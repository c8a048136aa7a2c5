use serde::{Deserialize, Serialize};
use std::{fmt, str::FromStr};

use super::issue::ParseEnumError;

/// The fixed municipal department roster.
///
/// The roster is closed: departments are seeded once at deployment and
/// referenced by id everywhere else, so an enum (rather than a free-form
/// string) keeps every issue and worker pointing at a real department.
#[derive(Debug, Clone, Copy, PartialEq, Eq, Hash, Serialize, Deserialize)]
#[serde(rename_all = "lowercase")]
pub enum Department {
    Pwd,
    Water,
    Swm,
    Traffic,
    Health,
    Environment,
    Electricity,
    Disaster,
    Admin,
}

/// Roster order; also the rank tie-break order.
pub const ALL_DEPARTMENTS: [Department; 9] = [
    Department::Pwd,
    Department::Water,
    Department::Swm,
    Department::Traffic,
    Department::Health,
    Department::Environment,
    Department::Electricity,
    Department::Disaster,
    Department::Admin,
];

impl Department {
    /// Stable document id used in store records.
    #[must_use]
    pub const fn id(self) -> &'static str {
        match self {
            Self::Pwd => "pwd",
            Self::Water => "water",
            Self::Swm => "swm",
            Self::Traffic => "traffic",
            Self::Health => "health",
            Self::Environment => "environment",
            Self::Electricity => "electricity",
            Self::Disaster => "disaster",
            Self::Admin => "admin",
        }
    }

    /// Three-letter department code used in issue ids and terse listings.
    #[must_use]
    pub const fn code(self) -> &'static str {
        match self {
            Self::Pwd => "PWD",
            Self::Water => "WSS",
            Self::Swm => "SWM",
            Self::Traffic => "TRF",
            Self::Health => "HSN",
            Self::Environment => "ENV",
            Self::Electricity => "ELC",
            Self::Disaster => "DMG",
            Self::Admin => "ADM",
        }
    }

    /// Full public-facing department name.
    #[must_use]
    pub const fn name(self) -> &'static str {
        match self {
            Self::Pwd => "Public Works Department",
            Self::Water => "Water Supply & Sewage",
            Self::Swm => "Solid Waste Management",
            Self::Traffic => "Traffic Police / Transport Department",
            Self::Health => "Health & Sanitation Department",
            Self::Environment => "Environment & Parks Department",
            Self::Electricity => "Electricity Department",
            Self::Disaster => "Disaster Management / Emergency Response",
            Self::Admin => "Administration",
        }
    }

    /// The display-name variants a department publishes under on the citizen
    /// feed. Post attribution in scoring matches authors against this set:
    /// the full name, the code, and the department's feed account handle.
    #[must_use]
    pub fn display_names(self) -> [String; 3] {
        [
            self.name().to_string(),
            self.code().to_string(),
            format!("{}_dept", self.id()),
        ]
    }
}

impl fmt::Display for Department {
    fn fmt(&self, f: &mut fmt::Formatter<'_>) -> fmt::Result {
        f.write_str(self.id())
    }
}

impl FromStr for Department {
    type Err = ParseEnumError;

    /// Accepts the document id (`water`) or the code (`WSS`), case-insensitive.
    fn from_str(s: &str) -> Result<Self, Self::Err> {
        let normalized = s.trim().to_ascii_lowercase();
        for dept in ALL_DEPARTMENTS {
            if normalized == dept.id() || normalized == dept.code().to_ascii_lowercase() {
                return Ok(dept);
            }
        }
        Err(ParseEnumError {
            expected: "department",
            got: s.to_string(),
        })
    }
}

.....

● **Work request**:
What is the number of lines in the records that contain "Environment"? Give that number only.

● **Expected output**:
5